━━ Data for this task

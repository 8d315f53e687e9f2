//! Invocation derivation
//!
//! The launcher never parses its command line: everything after the program
//! name is forwarded to the child verbatim. The only thing derived here is
//! the logical binary name, taken from `BINRUN_BIN_NAME` when set and
//! otherwise from the launcher's own argv0 file name — the shim convention
//! where the launcher is installed under the name of the tool it fronts.

use crate::error::{CliError, Result};
use std::env;
use std::ffi::{OsStr, OsString};
use std::path::{Path, PathBuf};

/// Environment variable overriding the logical binary name.
pub const ENV_BIN_NAME: &str = "BINRUN_BIN_NAME";

/// One parsed-but-not-interpreted launcher invocation
#[derive(Debug, Clone, PartialEq, Eq)]
pub struct Invocation {
    /// Logical name of the binary to resolve
    pub name: String,
    /// Arguments forwarded verbatim, order-preserving
    pub args: Vec<OsString>,
    /// Working directory inherited by the child
    pub cwd: PathBuf,
}

impl Invocation {
    /// Derive the invocation from the process environment and argv.
    pub fn from_env() -> Result<Self> {
        let mut argv = env::args_os();
        let argv0 = argv
            .next()
            .ok_or_else(|| CliError::Invocation("empty argument vector".to_string()))?;

        let name = match env::var(ENV_BIN_NAME) {
            Ok(name) if !name.is_empty() => name,
            _ => name_from_argv0(&argv0)?,
        };

        Ok(Self {
            name,
            args: argv.collect(),
            cwd: env::current_dir()?,
        })
    }
}

/// Extract the logical binary name from argv0.
///
/// Only the platform executable suffix is stripped; dots inside the name are
/// preserved (`my.tool` stays `my.tool`).
pub fn name_from_argv0(argv0: &OsStr) -> Result<String> {
    let file_name = Path::new(argv0)
        .file_name()
        .and_then(|n| n.to_str())
        .ok_or_else(|| {
            CliError::Invocation(format!("cannot determine binary name from {:?}", argv0))
        })?;

    let name = match std::env::consts::EXE_SUFFIX {
        "" => file_name,
        suffix => file_name.strip_suffix(suffix).unwrap_or(file_name),
    };

    if name.is_empty() {
        return Err(CliError::Invocation(format!(
            "cannot determine binary name from {:?}",
            argv0
        )));
    }
    Ok(name.to_string())
}
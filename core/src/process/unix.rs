//! Unix process spawning and signal delivery
//!
//! The spawned child inherits the parent's standard streams directly (no
//! piping, no buffering) and runs in the parent's process group, so terminal
//! job control keeps working as if the child were the foreground process.
//!
//! Signal delivery deliberately tolerates `ESRCH` and `EPERM`: between "relay
//! decided to forward" and "kill reached the kernel" the child may have
//! exited, and that window must not turn into a launcher failure.

use crate::error::{LauncherError, Result};
use nix::sys::signal::{kill, Signal};
use nix::unistd::Pid;
use std::ffi::OsStr;
use std::path::Path;
use std::process::Stdio;
use tokio::process::{Child, Command};
use tracing::{debug, error};

/// The single child process owned by a launcher invocation
///
/// Exactly one `ChildProcess` is live per launch; it is destroyed once the
/// exit status has been consumed by [`ChildProcess::wait`].
#[derive(Debug)]
pub struct ChildProcess {
    /// The process ID of the spawned process
    pid: Pid,
    /// The underlying Child handle for waiting and status checking
    child: Child,
}

impl ChildProcess {
    /// Get the process ID
    pub fn pid(&self) -> u32 {
        self.pid.as_raw() as u32
    }

    /// Get the raw pid for signal delivery
    pub fn raw_pid(&self) -> Pid {
        self.pid
    }

    /// Wait for the process to exit and return its exit status (async)
    pub async fn wait(&mut self) -> Result<std::process::ExitStatus> {
        self.child.wait().await.map_err(|e| {
            LauncherError::Wait(format!("Failed to wait for process {}: {}", self.pid, e))
        })
    }

    /// Try to wait for the process to exit without blocking
    pub fn try_wait(&mut self) -> Result<Option<std::process::ExitStatus>> {
        self.child.try_wait().map_err(|e| {
            LauncherError::Wait(format!(
                "Failed to try_wait for process {}: {}",
                self.pid, e
            ))
        })
    }
}

/// Spawn the resolved executable as the launcher's child process
///
/// The argument vector is passed through unmodified and order-preserving,
/// the working directory is set to `cwd`, and stdin/stdout/stderr are
/// inherited from the parent.
///
/// ## Arguments
///
/// * `path` - Absolute path to the executable, as returned by resolution
/// * `args` - Forwarded command-line arguments
/// * `cwd` - Working directory for the child
pub fn spawn<S: AsRef<OsStr>>(path: &Path, args: &[S], cwd: &Path) -> Result<ChildProcess> {
    debug!(
        "Spawning child: {} with {} arg(s) in {}",
        path.display(),
        args.len(),
        cwd.display()
    );

    let child = Command::new(path)
        .args(args)
        .current_dir(cwd)
        .stdin(Stdio::inherit())
        .stdout(Stdio::inherit())
        .stderr(Stdio::inherit())
        .spawn()
        .map_err(|e| {
            error!("Failed to spawn '{}': {}", path.display(), e);
            LauncherError::Spawn(format!("Failed to spawn '{}': {}", path.display(), e))
        })?;

    // tokio::process::Child::id() may return Option on some platforms
    let raw_pid = child.id().ok_or_else(|| {
        LauncherError::Spawn("Spawned child did not have a PID".to_string())
    })?;
    let pid = Pid::from_raw(raw_pid as i32);
    debug!("Successfully spawned child process {}", pid);

    Ok(ChildProcess { pid, child })
}

/// Deliver `signal` to the process `pid`
///
/// ## Error Handling
///
/// - `ESRCH` (no such process) is treated as success: the child already
///   exited and reaping will observe that shortly
/// - `EPERM` is treated the same way, since it usually means the pid was
///   reused or ownership changed after exit
/// - Other errors are propagated as `Signal` errors
pub fn send_signal(pid: Pid, signal: Signal) -> Result<()> {
    debug!("Forwarding {} to process {}", signal, pid);

    match kill(pid, signal) {
        Ok(()) => Ok(()),
        Err(nix::errno::Errno::ESRCH) => {
            debug!("Process {} already exited, dropping {}", pid, signal);
            Ok(())
        }
        Err(nix::errno::Errno::EPERM) => {
            debug!(
                "Permission denied signaling process {} (likely already exited)",
                pid
            );
            Ok(())
        }
        Err(e) => {
            error!("Failed to send {} to process {}: {}", signal, pid, e);
            Err(LauncherError::Signal(format!(
                "Failed to send {} to process {}: {}",
                signal, pid, e
            )))
        }
    }
}

#[cfg(test)]
mod tests {
    use super::*;
    use std::path::PathBuf;

    fn sh() -> PathBuf {
        PathBuf::from("/bin/sh")
    }

    fn cwd() -> PathBuf {
        std::env::current_dir().unwrap()
    }

    #[tokio::test]
    async fn test_spawn_and_wait() {
        let mut child = spawn(&sh(), &["-c", "true"], &cwd()).expect("Failed to spawn sh");
        assert!(child.pid() > 0);
        let status = child.wait().await.expect("Failed to wait for process");
        assert!(status.success());
    }

    #[tokio::test]
    async fn test_spawn_nonexistent_executable() {
        let result = spawn(
            Path::new("/nonexistent/binary_12345"),
            &[] as &[&str],
            &cwd(),
        );
        match result.unwrap_err() {
            LauncherError::Spawn(_) => {}
            e => panic!("Expected Spawn error, got: {}", e),
        }
    }

    #[tokio::test]
    async fn test_send_signal_to_exited_process_is_ok() {
        // A pid that almost certainly does not exist; ESRCH must map to Ok
        let result = send_signal(Pid::from_raw(999_999), Signal::SIGTERM);
        assert!(result.is_ok());
    }
}
//! Launch orchestration
//!
//! A launch is strictly linear: resolve the binary, spawn it, relay signals
//! until it terminates, then derive the launcher's own exit code from the
//! child's termination status. Resolution and spawn failures short-circuit
//! straight to exit; no state is ever revisited.

use crate::config::LaunchConfig;
use crate::error::Result;
use crate::process::unix;
use crate::relay::SignalRelay;
use crate::resolve::{Resolver, Target};
use std::ffi::OsString;
use std::path::PathBuf;
use std::process::ExitStatus;
use tracing::debug;

/// Exit code reported when the child terminated abnormally (signaled or
/// crashed without a normal exit code).
pub const ABNORMAL_EXIT_CODE: i32 = 1;

/// Everything a single launch needs: the logical binary name, the argument
/// vector forwarded verbatim, and the working directory for the child.
#[derive(Debug, Clone)]
pub struct LaunchRequest {
    pub name: String,
    pub args: Vec<OsString>,
    pub cwd: PathBuf,
}

/// Resolve, spawn and supervise the child, returning the launcher's exit code.
///
/// The returned code is observably indistinguishable from the child's:
/// normal exits propagate their code (zero included), abnormal terminations
/// collapse to [`ABNORMAL_EXIT_CODE`] instead of re-encoding a signal number.
pub async fn launch(config: &LaunchConfig, request: &LaunchRequest) -> Result<i32> {
    let target = Target::current();
    let path = Resolver::new(config).resolve(&request.name, &target)?;

    let mut child = unix::spawn(&path, &request.args, &request.cwd)?;

    // Handlers go in only now that a child handle exists; before this point
    // default signal dispositions apply.
    let relay = SignalRelay::install();
    let status = relay.forward_until_exit(&mut child).await?;

    debug!("Child terminated with status {}", status);
    Ok(exit_code(status))
}

/// Map a child termination status to the launcher's exit code.
pub fn exit_code(status: ExitStatus) -> i32 {
    status.code().unwrap_or(ABNORMAL_EXIT_CODE)
}
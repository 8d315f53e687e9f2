//! Signal relay
//!
//! Forwards termination-related signals received by the launcher to the
//! child, making the launcher a transparent relay: graceful shutdown,
//! terminal resize and broken-pipe notifications reach the child exactly as
//! if it were the foreground process.
//!
//! The relay is explicitly scoped: it is installed only once a child handle
//! exists and its forwarder tasks are torn down as soon as the child's exit
//! status has been observed, so no handler can ever act on a stale handle.
//! Each forwarder task feeds a channel consumed by the wait loop, which is
//! the only place signals and child exit are arbitrated.

use crate::error::Result;
use crate::process::unix::{send_signal, ChildProcess};
use nix::sys::signal::Signal;
use std::process::ExitStatus;
use tokio::signal::unix::{signal, SignalKind};
use tokio::sync::mpsc;
use tokio::task::JoinHandle;
use tracing::debug;

/// The fixed set of signals the launcher relays.
///
/// `BREAK` exists only on Windows and is therefore absent here; signals the
/// running platform refuses to register are skipped silently at install time.
const FORWARDED_SIGNALS: [(SignalKind, Signal); 8] = [
    (SignalKind::terminate(), Signal::SIGTERM),
    (SignalKind::interrupt(), Signal::SIGINT),
    (SignalKind::quit(), Signal::SIGQUIT),
    (SignalKind::hangup(), Signal::SIGHUP),
    (SignalKind::user_defined1(), Signal::SIGUSR1),
    (SignalKind::user_defined2(), Signal::SIGUSR2),
    (SignalKind::pipe(), Signal::SIGPIPE),
    (SignalKind::window_change(), Signal::SIGWINCH),
];

/// A scoped set of signal forwarders feeding the wait loop
#[derive(Debug)]
pub struct SignalRelay {
    rx: mpsc::UnboundedReceiver<Signal>,
    tasks: Vec<JoinHandle<()>>,
}

impl SignalRelay {
    /// Install handlers for the forwarded signal set.
    ///
    /// Must be called only after the child process exists; until then the
    /// default signal dispositions apply. Signals that cannot be registered
    /// on this platform are skipped without failing the launch.
    pub fn install() -> Self {
        let (tx, rx) = mpsc::unbounded_channel();
        let mut tasks = Vec::with_capacity(FORWARDED_SIGNALS.len());

        for (kind, sig) in FORWARDED_SIGNALS {
            let mut stream = match signal(kind) {
                Ok(stream) => stream,
                Err(e) => {
                    debug!("Skipping unsupported signal {}: {}", sig, e);
                    continue;
                }
            };
            let tx = tx.clone();
            tasks.push(tokio::spawn(async move {
                while stream.recv().await.is_some() {
                    if tx.send(sig).is_err() {
                        break;
                    }
                }
            }));
        }

        Self { rx, tasks }
    }

    /// Number of signals actually registered for forwarding
    pub fn installed(&self) -> usize {
        self.tasks.len()
    }

    /// Relay signals to `child` until it terminates, returning its exit status.
    ///
    /// This is the launcher's sole suspension point: it blocks indefinitely
    /// until the child exits or is killed. Each signal received while the
    /// child is alive is forwarded identically, exactly once, with no other
    /// action taken.
    pub async fn forward_until_exit(mut self, child: &mut ChildProcess) -> Result<ExitStatus> {
        let pid = child.raw_pid();
        loop {
            tokio::select! {
                status = child.wait() => {
                    debug!("Child {} terminated, tearing down signal relay", pid);
                    self.teardown();
                    return status;
                }
                received = self.rx.recv() => match received {
                    Some(sig) => send_signal(pid, sig)?,
                    // Nothing registered (or every forwarder is gone): just wait
                    None => {
                        let status = child.wait().await;
                        self.teardown();
                        return status;
                    }
                },
            }
        }
    }

    fn teardown(&mut self) {
        for task in self.tasks.drain(..) {
            task.abort();
        }
    }
}

impl Drop for SignalRelay {
    fn drop(&mut self) {
        self.teardown();
    }
}
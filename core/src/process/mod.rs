//! Process management for the launcher
//!
//! The launcher owns exactly one child process per invocation. The child is
//! spawned with the parent's stdin/stdout/stderr and working directory, so
//! from the terminal's point of view it behaves as the foreground process.
//!
//! ## Platform Support
//!
//! - **Unix**: full support, including signal delivery with `nix`
//! - **Windows**: not yet implemented

#[cfg(unix)]
pub mod unix;

#[cfg(unix)]
pub use unix::*;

━━━━

→ Brief: What lines of the data contain the string "after"? List them.

→ Output for this exercise:
//! The launcher never parses its command line: everything after the program
///   reused or ownership changed after exit
    /// Must be called only after the child process exists; until then the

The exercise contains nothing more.